*** RECORDED INFORMATION Section Begins ***
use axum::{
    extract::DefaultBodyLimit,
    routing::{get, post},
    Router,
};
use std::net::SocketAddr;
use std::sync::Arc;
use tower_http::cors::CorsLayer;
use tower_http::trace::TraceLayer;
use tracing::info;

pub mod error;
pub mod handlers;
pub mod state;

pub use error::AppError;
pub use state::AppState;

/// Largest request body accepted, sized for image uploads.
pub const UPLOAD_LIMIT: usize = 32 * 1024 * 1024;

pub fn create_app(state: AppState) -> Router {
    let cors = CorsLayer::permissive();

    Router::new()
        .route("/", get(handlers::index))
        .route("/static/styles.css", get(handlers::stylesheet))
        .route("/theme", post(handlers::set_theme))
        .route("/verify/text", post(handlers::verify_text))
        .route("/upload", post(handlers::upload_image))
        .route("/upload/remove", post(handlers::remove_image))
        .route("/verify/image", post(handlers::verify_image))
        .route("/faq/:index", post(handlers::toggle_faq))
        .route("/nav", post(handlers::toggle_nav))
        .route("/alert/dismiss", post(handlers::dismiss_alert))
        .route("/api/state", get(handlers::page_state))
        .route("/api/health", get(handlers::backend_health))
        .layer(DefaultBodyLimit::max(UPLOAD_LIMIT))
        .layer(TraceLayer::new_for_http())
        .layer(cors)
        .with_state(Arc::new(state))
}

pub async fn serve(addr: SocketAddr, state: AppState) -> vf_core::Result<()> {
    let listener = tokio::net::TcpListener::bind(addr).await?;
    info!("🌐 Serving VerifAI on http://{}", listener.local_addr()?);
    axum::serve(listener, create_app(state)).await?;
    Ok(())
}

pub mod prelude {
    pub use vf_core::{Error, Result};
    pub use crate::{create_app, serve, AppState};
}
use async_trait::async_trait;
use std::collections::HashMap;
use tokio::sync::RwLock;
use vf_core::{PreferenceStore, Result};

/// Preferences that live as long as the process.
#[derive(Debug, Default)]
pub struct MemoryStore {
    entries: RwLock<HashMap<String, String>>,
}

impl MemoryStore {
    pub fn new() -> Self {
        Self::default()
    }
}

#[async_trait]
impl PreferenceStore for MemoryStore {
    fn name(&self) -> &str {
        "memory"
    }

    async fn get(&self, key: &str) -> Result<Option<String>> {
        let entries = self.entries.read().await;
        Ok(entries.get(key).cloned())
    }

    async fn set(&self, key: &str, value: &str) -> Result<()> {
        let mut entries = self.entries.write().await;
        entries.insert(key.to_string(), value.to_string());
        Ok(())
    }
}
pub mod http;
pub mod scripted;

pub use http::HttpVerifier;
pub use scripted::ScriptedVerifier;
*** RECORDED INFORMATION Section Ends ***
*** RECORDED INFORMATION Section Begins ***
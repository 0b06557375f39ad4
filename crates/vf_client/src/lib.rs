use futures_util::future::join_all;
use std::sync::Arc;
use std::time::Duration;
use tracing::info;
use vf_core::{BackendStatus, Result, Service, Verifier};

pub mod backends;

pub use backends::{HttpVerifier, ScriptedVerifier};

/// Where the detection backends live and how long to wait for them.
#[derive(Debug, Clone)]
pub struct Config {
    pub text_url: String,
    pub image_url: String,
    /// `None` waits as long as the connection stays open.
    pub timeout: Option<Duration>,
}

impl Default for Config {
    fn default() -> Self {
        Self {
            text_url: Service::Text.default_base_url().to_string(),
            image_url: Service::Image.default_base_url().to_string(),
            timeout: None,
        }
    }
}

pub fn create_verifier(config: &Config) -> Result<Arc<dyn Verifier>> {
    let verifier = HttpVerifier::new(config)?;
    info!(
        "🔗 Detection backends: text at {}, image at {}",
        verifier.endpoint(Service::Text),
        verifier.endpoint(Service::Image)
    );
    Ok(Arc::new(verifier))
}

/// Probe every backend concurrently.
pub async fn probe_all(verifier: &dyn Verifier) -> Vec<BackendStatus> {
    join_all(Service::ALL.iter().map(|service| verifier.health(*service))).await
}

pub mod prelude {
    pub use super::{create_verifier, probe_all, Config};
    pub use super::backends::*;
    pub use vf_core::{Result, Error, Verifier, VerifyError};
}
*** RECORDED INFORMATION Section Ends ***
*** RECORDED INFORMATION Section Begins ***
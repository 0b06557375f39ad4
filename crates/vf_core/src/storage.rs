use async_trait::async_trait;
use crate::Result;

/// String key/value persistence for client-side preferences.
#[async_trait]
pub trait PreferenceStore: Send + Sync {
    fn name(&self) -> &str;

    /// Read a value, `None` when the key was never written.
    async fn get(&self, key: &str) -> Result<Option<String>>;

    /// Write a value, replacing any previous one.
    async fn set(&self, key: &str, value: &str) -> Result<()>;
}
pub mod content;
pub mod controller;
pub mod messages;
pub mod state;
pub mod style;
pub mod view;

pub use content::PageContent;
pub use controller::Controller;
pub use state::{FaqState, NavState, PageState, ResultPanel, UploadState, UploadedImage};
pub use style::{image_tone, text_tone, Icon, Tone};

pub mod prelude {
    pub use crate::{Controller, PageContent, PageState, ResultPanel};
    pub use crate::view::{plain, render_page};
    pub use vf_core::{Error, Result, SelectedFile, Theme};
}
*** RECORDED INFORMATION Section Ends ***
The lines to return are those in the records above that hold the word "CorsLayer".

TASK SOLUTION –
use tower_http::cors::CorsLayer;
    let cors = CorsLayer::permissive();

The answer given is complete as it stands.